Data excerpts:
-*-*-

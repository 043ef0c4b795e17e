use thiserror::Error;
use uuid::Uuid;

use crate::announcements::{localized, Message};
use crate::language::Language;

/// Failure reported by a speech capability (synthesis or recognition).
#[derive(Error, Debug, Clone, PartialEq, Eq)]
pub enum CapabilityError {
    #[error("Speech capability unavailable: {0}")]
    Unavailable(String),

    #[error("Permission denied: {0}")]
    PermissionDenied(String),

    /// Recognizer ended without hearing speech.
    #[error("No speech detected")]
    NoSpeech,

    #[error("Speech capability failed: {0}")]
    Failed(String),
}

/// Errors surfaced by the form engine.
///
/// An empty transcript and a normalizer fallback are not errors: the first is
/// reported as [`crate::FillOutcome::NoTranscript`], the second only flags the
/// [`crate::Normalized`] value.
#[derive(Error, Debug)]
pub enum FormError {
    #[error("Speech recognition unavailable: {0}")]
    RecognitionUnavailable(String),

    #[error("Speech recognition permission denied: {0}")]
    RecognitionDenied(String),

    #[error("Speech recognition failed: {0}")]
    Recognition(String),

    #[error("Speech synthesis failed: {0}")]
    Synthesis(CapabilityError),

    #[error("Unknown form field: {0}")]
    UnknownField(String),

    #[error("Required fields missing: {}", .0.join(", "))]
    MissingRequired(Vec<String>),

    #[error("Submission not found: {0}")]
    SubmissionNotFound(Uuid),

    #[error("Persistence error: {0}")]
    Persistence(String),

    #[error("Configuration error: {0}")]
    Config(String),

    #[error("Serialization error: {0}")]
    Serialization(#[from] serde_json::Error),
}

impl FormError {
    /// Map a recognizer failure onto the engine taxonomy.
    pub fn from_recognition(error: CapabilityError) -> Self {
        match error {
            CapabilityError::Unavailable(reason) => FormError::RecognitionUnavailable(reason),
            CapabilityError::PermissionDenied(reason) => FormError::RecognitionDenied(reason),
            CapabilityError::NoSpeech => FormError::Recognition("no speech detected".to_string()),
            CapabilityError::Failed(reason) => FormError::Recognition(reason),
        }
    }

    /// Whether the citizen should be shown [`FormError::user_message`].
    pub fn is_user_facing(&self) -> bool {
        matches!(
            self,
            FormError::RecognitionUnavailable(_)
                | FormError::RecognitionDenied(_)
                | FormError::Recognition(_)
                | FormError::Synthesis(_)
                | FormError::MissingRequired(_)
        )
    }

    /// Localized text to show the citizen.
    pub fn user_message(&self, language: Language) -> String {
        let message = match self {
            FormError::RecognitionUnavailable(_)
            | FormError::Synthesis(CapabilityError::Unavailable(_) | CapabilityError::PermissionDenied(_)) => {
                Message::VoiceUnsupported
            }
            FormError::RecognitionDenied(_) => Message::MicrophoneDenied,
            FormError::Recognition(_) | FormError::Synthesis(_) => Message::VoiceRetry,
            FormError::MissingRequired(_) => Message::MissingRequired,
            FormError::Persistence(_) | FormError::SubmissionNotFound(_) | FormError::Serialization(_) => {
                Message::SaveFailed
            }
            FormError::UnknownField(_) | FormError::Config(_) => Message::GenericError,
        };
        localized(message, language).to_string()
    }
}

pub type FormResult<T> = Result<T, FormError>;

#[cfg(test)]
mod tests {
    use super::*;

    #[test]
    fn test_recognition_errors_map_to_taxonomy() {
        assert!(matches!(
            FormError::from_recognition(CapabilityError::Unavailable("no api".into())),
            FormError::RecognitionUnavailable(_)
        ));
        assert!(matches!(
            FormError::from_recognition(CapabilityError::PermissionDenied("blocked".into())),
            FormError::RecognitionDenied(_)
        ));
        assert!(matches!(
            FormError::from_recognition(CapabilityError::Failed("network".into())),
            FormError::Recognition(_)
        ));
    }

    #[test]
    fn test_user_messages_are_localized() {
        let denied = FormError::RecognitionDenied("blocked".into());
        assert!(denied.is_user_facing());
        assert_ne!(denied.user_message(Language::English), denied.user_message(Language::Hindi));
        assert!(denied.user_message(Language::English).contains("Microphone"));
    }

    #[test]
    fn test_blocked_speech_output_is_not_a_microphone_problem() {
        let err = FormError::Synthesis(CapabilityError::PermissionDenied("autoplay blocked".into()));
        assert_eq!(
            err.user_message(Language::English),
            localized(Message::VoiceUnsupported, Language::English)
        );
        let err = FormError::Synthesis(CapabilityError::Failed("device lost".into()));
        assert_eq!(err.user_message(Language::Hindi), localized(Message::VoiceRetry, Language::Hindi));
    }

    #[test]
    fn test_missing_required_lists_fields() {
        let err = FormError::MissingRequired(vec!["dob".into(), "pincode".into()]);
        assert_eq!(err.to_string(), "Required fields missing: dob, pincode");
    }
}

-*-*-

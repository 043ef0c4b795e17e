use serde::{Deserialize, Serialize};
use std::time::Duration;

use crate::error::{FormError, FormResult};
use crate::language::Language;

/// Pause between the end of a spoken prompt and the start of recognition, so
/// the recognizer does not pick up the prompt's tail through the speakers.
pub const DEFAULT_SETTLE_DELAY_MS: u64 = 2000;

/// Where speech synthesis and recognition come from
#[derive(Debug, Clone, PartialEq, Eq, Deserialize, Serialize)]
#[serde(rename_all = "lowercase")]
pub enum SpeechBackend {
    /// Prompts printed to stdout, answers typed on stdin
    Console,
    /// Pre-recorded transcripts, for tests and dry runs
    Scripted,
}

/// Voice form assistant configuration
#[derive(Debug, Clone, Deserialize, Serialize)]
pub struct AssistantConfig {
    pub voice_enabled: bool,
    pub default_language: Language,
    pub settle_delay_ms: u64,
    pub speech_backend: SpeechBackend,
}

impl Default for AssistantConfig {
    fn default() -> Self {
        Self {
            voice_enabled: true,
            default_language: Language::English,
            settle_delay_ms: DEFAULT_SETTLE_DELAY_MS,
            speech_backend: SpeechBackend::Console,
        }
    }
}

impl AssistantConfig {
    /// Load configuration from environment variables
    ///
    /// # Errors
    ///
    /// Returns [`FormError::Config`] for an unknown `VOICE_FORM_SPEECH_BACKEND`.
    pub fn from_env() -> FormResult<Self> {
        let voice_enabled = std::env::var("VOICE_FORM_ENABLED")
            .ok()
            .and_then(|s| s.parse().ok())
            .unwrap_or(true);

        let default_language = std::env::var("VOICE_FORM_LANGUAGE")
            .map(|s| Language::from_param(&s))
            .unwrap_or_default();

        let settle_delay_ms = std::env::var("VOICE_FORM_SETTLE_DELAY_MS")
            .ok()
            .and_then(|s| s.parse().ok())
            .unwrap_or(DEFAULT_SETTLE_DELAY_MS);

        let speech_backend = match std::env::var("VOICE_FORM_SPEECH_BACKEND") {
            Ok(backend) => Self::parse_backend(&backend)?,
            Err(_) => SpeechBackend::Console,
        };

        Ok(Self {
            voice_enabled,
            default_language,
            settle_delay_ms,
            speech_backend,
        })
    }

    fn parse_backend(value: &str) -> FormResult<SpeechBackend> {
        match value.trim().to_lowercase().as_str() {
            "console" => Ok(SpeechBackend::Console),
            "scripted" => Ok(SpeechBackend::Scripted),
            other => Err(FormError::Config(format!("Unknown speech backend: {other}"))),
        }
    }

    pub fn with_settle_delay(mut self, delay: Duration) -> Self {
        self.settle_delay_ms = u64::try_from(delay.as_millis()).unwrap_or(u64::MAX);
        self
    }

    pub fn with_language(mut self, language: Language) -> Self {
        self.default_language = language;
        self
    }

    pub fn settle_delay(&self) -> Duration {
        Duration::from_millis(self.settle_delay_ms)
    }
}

-*-*-

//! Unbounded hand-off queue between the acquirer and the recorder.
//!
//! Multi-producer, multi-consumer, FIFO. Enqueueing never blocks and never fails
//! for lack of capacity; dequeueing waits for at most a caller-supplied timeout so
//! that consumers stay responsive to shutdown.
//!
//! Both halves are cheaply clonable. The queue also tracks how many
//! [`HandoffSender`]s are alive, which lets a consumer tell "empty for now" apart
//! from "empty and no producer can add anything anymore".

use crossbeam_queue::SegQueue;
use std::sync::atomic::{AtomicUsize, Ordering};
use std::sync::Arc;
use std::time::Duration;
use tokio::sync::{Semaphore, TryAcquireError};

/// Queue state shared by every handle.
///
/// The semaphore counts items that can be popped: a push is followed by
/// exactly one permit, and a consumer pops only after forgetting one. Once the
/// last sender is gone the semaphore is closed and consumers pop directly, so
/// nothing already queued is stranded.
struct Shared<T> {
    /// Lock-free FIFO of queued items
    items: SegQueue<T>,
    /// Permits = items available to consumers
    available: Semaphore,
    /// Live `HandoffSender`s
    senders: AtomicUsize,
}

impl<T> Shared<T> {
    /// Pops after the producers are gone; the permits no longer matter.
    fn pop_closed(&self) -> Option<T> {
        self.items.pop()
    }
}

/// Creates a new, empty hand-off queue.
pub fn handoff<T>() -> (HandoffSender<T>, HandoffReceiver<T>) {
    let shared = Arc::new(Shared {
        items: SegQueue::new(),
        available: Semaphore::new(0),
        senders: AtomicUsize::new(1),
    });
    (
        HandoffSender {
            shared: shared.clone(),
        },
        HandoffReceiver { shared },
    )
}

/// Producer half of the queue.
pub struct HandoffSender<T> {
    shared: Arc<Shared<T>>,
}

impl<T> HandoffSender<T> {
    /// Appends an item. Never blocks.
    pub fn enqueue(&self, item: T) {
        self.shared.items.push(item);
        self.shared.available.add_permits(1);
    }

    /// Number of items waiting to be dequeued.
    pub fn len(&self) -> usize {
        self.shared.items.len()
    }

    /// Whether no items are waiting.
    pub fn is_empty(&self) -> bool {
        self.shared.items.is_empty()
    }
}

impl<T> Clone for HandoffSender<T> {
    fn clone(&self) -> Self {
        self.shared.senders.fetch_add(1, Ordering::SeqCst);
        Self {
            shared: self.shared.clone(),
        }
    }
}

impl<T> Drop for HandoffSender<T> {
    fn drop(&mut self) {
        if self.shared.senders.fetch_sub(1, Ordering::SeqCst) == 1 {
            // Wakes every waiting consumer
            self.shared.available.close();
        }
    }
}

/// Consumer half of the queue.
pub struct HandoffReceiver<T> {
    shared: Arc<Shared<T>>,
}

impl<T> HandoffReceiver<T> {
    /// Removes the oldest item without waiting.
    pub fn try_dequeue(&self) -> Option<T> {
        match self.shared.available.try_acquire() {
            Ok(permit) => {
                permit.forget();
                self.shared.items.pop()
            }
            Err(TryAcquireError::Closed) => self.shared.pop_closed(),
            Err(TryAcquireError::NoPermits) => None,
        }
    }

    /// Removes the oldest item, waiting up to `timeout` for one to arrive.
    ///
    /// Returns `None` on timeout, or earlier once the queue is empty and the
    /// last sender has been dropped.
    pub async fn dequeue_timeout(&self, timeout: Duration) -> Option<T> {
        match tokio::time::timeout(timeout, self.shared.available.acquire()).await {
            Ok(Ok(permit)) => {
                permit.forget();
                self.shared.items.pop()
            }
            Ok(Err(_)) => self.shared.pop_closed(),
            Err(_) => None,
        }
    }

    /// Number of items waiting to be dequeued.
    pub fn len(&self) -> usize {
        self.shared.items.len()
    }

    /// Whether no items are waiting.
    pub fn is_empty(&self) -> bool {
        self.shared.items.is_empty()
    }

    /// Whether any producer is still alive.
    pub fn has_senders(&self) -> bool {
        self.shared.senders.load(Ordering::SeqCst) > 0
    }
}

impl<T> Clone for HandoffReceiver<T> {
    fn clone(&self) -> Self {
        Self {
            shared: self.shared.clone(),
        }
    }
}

-*-*-

§ Exercise description
Retype only the stretch of lines above starting at the one with "pub struct AssistantConfig" and stopping at the one with "pub fn with_language(mut", exactly as written, with both kept.

§ Exercise solution
pub struct AssistantConfig {
    pub voice_enabled: bool,
    pub default_language: Language,
    pub settle_delay_ms: u64,
    pub speech_backend: SpeechBackend,
}

impl Default for AssistantConfig {
    fn default() -> Self {
        Self {
            voice_enabled: true,
            default_language: Language::English,
            settle_delay_ms: DEFAULT_SETTLE_DELAY_MS,
            speech_backend: SpeechBackend::Console,
        }
    }
}

impl AssistantConfig {
    /// Load configuration from environment variables
    ///
    /// # Errors
    ///
    /// Returns [`FormError::Config`] for an unknown `VOICE_FORM_SPEECH_BACKEND`.
    pub fn from_env() -> FormResult<Self> {
        let voice_enabled = std::env::var("VOICE_FORM_ENABLED")
            .ok()
            .and_then(|s| s.parse().ok())
            .unwrap_or(true);

        let default_language = std::env::var("VOICE_FORM_LANGUAGE")
            .map(|s| Language::from_param(&s))
            .unwrap_or_default();

        let settle_delay_ms = std::env::var("VOICE_FORM_SETTLE_DELAY_MS")
            .ok()
            .and_then(|s| s.parse().ok())
            .unwrap_or(DEFAULT_SETTLE_DELAY_MS);

        let speech_backend = match std::env::var("VOICE_FORM_SPEECH_BACKEND") {
            Ok(backend) => Self::parse_backend(&backend)?,
            Err(_) => SpeechBackend::Console,
        };

        Ok(Self {
            voice_enabled,
            default_language,
            settle_delay_ms,
            speech_backend,
        })
    }

    fn parse_backend(value: &str) -> FormResult<SpeechBackend> {
        match value.trim().to_lowercase().as_str() {
            "console" => Ok(SpeechBackend::Console),
            "scripted" => Ok(SpeechBackend::Scripted),
            other => Err(FormError::Config(format!("Unknown speech backend: {other}"))),
        }
    }

    pub fn with_settle_delay(mut self, delay: Duration) -> Self {
        self.settle_delay_ms = u64::try_from(delay.as_millis()).unwrap_or(u64::MAX);
        self
    }

    pub fn with_language(mut self, language: Language) -> Self {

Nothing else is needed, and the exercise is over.